* _TASK BRIEF_
Each line with the string "Debug" is to be copied from the records below.

(Stored data entries)
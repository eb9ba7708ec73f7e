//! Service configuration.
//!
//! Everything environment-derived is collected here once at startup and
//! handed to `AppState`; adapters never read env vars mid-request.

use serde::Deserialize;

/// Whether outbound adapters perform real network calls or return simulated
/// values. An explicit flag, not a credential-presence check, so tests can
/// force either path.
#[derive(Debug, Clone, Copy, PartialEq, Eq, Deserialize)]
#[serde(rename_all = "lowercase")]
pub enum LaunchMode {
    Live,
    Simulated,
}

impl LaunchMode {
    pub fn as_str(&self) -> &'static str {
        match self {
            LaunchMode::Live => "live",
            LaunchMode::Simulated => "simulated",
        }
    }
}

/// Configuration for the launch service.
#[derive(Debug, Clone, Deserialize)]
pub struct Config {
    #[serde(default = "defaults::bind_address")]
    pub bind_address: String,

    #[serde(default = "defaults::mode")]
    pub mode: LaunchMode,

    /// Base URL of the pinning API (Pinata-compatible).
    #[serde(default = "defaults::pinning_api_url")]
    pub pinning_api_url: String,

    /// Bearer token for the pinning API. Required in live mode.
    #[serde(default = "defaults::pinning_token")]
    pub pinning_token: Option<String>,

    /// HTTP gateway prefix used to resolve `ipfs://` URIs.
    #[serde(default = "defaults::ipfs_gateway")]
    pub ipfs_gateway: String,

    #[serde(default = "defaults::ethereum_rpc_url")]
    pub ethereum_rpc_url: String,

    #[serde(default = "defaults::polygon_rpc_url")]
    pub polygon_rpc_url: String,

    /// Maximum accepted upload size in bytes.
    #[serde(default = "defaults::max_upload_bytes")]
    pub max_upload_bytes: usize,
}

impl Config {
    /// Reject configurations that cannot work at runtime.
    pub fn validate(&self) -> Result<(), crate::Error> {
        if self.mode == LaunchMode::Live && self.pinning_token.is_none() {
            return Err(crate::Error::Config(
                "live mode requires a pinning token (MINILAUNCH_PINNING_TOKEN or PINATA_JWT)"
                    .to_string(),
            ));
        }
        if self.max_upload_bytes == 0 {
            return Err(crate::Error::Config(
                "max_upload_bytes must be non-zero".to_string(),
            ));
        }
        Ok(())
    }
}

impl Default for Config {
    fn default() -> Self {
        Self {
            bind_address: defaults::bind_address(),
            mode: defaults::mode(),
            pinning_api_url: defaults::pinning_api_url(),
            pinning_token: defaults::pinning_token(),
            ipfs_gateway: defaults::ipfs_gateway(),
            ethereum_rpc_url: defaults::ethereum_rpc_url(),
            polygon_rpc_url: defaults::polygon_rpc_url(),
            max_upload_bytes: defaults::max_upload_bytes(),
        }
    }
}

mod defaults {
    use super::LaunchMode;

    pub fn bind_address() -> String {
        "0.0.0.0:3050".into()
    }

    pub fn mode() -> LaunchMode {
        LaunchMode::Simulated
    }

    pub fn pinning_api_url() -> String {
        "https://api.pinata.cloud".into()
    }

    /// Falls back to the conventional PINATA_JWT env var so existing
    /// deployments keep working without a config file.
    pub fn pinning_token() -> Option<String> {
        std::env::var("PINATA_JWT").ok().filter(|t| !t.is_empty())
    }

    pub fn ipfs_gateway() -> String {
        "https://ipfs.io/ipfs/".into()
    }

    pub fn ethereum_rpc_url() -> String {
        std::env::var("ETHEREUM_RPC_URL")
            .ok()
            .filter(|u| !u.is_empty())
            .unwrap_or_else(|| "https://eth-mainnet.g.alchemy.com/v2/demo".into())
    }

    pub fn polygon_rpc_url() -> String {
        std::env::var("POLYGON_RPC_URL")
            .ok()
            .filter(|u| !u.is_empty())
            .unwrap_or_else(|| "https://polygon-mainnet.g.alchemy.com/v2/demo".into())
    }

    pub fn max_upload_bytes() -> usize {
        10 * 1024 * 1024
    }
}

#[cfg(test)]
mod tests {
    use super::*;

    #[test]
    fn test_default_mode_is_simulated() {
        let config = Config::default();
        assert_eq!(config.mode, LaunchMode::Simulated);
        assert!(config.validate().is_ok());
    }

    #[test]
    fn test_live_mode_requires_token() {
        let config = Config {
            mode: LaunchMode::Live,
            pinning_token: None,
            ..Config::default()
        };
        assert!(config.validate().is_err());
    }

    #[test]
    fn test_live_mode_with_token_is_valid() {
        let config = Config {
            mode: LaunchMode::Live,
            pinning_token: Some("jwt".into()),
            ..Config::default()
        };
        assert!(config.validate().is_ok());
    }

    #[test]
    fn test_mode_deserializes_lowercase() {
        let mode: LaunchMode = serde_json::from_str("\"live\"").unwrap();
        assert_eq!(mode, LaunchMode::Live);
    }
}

* _WRITTEN RESPONSE_
#[derive(Debug, Clone, Copy, PartialEq, Eq, Deserialize)]
#[derive(Debug, Clone, Deserialize)]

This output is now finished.